use crate::config::MaskConfig;
use crate::features::FeatureMatrix;
use crate::types::Interval;

/// Frame-level nonspeech classification derived from log energy.
///
/// `true` marks a nonspeech frame. Used by the boundary adjuster, and by
/// the DTW stage only when mask excision is enabled.
#[derive(Debug, Clone)]
pub struct NonspeechMask {
    mask: Vec<bool>,
}

/// Classify frames by energy threshold, then extend every speech run by
/// the configured number of frames on each side.
pub fn compute_mask(features: &FeatureMatrix, config: &MaskConfig) -> NonspeechMask {
    let num_frames = features.num_frames();
    if num_frames == 0 {
        return NonspeechMask { mask: Vec::new() };
    }

    let min_energy = (0..num_frames)
        .map(|i| features.energy(i))
        .fold(f64::INFINITY, f64::min);
    let threshold = min_energy + config.log_energy_threshold;

    let mut speech: Vec<bool> = (0..num_frames)
        .map(|i| features.energy(i) >= threshold)
        .collect();

    if config.extend_speech_before > 0 || config.extend_speech_after > 0 {
        let original = speech.clone();
        for (i, &is_speech) in original.iter().enumerate() {
            if !is_speech {
                continue;
            }
            let lo = i.saturating_sub(config.extend_speech_before);
            let hi = (i + config.extend_speech_after).min(num_frames - 1);
            for s in speech.iter_mut().take(hi + 1).skip(lo) {
                *s = true;
            }
        }
    }

    NonspeechMask {
        mask: speech.into_iter().map(|s| !s).collect(),
    }
}

impl NonspeechMask {
    pub fn len(&self) -> usize {
        self.mask.len()
    }

    pub fn is_empty(&self) -> bool {
        self.mask.is_empty()
    }

    pub fn is_nonspeech(&self, frame: usize) -> bool {
        self.mask[frame]
    }

    /// Indices of speech frames, in order.
    pub fn speech_frames(&self) -> Vec<usize> {
        self.mask
            .iter()
            .enumerate()
            .filter(|(_, &m)| !m)
            .map(|(i, _)| i)
            .collect()
    }

    /// Maximal nonspeech runs as time intervals, keeping only runs of at
    /// least `min_length` seconds when a minimum is given.
    pub fn nonspeech_intervals(&self, window_shift: f64, min_length: Option<f64>) -> Vec<Interval> {
        let mut intervals = Vec::new();
        let mut run_start: Option<usize> = None;
        for (i, &nonspeech) in self.mask.iter().enumerate() {
            match (nonspeech, run_start) {
                (true, None) => run_start = Some(i),
                (false, Some(start)) => {
                    intervals.push(Interval::new(
                        start as f64 * window_shift,
                        i as f64 * window_shift,
                    ));
                    run_start = None;
                }
                _ => {}
            }
        }
        if let Some(start) = run_start {
            intervals.push(Interval::new(
                start as f64 * window_shift,
                self.mask.len() as f64 * window_shift,
            ));
        }
        if let Some(min) = min_length {
            intervals.retain(|i| i.length() >= min);
        }
        intervals
    }
}

/// Excise nonspeech frames from a feature matrix.
///
/// Returns the reduced matrix and the map from reduced frame index back
/// to the original frame index, used to translate DTW path indices.
pub fn excise_nonspeech(
    features: &FeatureMatrix,
    mask: &NonspeechMask,
) -> (FeatureMatrix, Vec<usize>) {
    let keep = mask.speech_frames();
    (features.select_frames(&keep), keep)
}

#[cfg(test)]
mod tests {
    use super::*;
    use crate::config::MaskConfig;

    fn matrix_with_energies(energies: &[f64]) -> FeatureMatrix {
        let mut m = FeatureMatrix::with_capacity(2, energies.len());
        for &e in energies {
            m.push_frame(&[e, 0.0]);
        }
        m
    }

    #[test]
    fn quiet_frames_are_nonspeech() {
        let m = matrix_with_energies(&[-10.0, -10.0, -2.0, -2.0, -10.0]);
        let mask = compute_mask(&m, &MaskConfig::default());
        assert!(mask.is_nonspeech(0));
        assert!(mask.is_nonspeech(1));
        assert!(!mask.is_nonspeech(2));
        assert!(!mask.is_nonspeech(3));
        assert!(mask.is_nonspeech(4));
    }

    #[test]
    fn extension_grows_speech_runs() {
        let m = matrix_with_energies(&[-10.0, -10.0, -2.0, -10.0, -10.0]);
        let config = MaskConfig {
            extend_speech_before: 1,
            extend_speech_after: 1,
            ..MaskConfig::default()
        };
        let mask = compute_mask(&m, &config);
        assert!(mask.is_nonspeech(0));
        assert!(!mask.is_nonspeech(1));
        assert!(!mask.is_nonspeech(2));
        assert!(!mask.is_nonspeech(3));
        assert!(mask.is_nonspeech(4));
    }

    #[test]
    fn nonspeech_intervals_respect_min_length() {
        let m = matrix_with_energies(&[-10.0, -2.0, -10.0, -10.0, -10.0, -2.0]);
        let mask = compute_mask(&m, &MaskConfig::default());
        let all = mask.nonspeech_intervals(0.040, None);
        assert_eq!(all.len(), 2);
        let long = mask.nonspeech_intervals(0.040, Some(0.100));
        assert_eq!(long.len(), 1);
        assert_eq!(long[0].begin, 0.080);
        assert_eq!(long[0].end, 0.200);
    }

    #[test]
    fn excision_maps_back_to_original_indices() {
        let m = matrix_with_energies(&[-10.0, -2.0, -2.0, -10.0, -2.0]);
        let mask = compute_mask(&m, &MaskConfig::default());
        let (reduced, map) = excise_nonspeech(&m, &mask);
        assert_eq!(reduced.num_frames(), 3);
        assert_eq!(map, vec![1, 2, 4]);
    }
}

────

• Exercise instructions:
Wherever a line of the listing above contains the string "self", copy that line.

• Solution to the exercise:
    pub fn len(&self) -> usize {
        self.mask.len()
    pub fn is_empty(&self) -> bool {
        self.mask.is_empty()
    pub fn is_nonspeech(&self, frame: usize) -> bool {
        self.mask[frame]
    pub fn speech_frames(&self) -> Vec<usize> {
        self.mask
    pub fn nonspeech_intervals(&self, window_shift: f64, min_length: Option<f64>) -> Vec<Interval> {
        for (i, &nonspeech) in self.mask.iter().enumerate() {
                self.mask.len() as f64 * window_shift,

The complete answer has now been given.